**Problem**
What lines of the data below hold the string "MachineProbe"? Copy each one.

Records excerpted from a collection
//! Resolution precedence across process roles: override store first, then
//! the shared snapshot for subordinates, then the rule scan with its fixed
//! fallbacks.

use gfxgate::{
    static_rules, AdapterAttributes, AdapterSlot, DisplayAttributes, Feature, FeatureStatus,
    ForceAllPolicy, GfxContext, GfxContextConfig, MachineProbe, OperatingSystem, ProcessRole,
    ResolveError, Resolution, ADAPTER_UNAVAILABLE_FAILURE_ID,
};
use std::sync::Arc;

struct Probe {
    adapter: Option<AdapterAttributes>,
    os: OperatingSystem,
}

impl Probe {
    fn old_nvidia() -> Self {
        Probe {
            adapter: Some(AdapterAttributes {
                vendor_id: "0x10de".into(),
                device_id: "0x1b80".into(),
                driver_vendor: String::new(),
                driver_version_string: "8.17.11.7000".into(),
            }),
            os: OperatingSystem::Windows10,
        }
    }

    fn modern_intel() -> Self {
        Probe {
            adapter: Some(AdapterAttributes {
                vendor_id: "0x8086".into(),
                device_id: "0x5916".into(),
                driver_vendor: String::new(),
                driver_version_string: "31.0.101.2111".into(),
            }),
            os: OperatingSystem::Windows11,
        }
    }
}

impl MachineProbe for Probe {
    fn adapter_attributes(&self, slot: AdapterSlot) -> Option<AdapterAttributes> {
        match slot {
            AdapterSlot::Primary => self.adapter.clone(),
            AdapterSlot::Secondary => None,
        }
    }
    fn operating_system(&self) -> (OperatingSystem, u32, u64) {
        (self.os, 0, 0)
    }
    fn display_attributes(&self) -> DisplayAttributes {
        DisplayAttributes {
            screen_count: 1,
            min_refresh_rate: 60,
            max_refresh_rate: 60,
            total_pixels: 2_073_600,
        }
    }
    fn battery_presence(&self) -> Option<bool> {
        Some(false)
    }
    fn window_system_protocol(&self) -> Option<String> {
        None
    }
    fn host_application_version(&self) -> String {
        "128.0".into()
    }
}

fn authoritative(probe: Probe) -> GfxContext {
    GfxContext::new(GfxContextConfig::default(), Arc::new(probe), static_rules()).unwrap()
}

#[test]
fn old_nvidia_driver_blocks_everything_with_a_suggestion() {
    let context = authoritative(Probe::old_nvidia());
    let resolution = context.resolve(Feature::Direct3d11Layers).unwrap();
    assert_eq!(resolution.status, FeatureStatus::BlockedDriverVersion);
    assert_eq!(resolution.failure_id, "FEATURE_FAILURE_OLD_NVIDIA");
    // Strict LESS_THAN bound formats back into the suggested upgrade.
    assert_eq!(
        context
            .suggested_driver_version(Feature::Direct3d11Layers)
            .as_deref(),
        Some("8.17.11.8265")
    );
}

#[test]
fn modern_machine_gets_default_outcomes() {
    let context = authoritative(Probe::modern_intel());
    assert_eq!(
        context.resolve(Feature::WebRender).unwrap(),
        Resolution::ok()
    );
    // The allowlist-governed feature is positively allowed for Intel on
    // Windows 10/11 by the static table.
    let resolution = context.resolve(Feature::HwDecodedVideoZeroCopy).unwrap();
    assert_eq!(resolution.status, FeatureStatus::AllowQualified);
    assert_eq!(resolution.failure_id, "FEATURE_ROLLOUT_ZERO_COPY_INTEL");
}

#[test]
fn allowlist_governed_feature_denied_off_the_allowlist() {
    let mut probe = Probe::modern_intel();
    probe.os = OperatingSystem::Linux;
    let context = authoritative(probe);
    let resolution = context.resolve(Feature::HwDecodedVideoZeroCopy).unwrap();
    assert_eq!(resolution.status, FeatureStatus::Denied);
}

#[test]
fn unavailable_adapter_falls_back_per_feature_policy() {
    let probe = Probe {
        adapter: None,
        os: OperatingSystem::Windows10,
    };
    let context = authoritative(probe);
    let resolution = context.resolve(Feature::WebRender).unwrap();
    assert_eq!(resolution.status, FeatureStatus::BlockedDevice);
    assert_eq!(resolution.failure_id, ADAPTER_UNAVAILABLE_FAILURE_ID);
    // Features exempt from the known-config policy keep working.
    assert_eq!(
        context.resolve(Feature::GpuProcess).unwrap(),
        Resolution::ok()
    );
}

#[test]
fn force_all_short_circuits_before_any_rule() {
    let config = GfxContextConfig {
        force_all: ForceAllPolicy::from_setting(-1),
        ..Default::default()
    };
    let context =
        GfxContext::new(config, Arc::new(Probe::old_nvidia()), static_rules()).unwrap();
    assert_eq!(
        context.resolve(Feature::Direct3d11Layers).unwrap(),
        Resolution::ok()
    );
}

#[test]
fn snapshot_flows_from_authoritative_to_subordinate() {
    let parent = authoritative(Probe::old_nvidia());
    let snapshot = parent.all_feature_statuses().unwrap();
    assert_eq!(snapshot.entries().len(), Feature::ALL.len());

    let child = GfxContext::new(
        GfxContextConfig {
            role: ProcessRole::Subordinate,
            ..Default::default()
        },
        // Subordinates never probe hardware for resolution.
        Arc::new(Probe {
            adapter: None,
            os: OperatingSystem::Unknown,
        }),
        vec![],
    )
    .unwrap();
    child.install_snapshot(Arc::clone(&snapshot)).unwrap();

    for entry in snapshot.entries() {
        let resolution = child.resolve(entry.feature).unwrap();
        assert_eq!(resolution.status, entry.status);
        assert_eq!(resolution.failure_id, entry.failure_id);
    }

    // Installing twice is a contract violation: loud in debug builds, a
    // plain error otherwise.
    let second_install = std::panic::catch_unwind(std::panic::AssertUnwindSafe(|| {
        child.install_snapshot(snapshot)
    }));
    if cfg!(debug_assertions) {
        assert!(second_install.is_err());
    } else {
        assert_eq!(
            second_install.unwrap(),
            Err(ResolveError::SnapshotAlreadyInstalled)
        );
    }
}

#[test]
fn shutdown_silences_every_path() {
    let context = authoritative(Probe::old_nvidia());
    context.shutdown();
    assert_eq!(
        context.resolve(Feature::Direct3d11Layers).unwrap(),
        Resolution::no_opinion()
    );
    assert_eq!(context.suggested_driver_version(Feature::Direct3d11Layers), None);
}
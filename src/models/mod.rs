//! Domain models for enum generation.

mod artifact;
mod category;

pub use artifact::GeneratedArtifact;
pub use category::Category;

**Your response**
    ForceAllPolicy, GfxContext, GfxContextConfig, MachineProbe, OperatingSystem, ProcessRole,
impl MachineProbe for Probe {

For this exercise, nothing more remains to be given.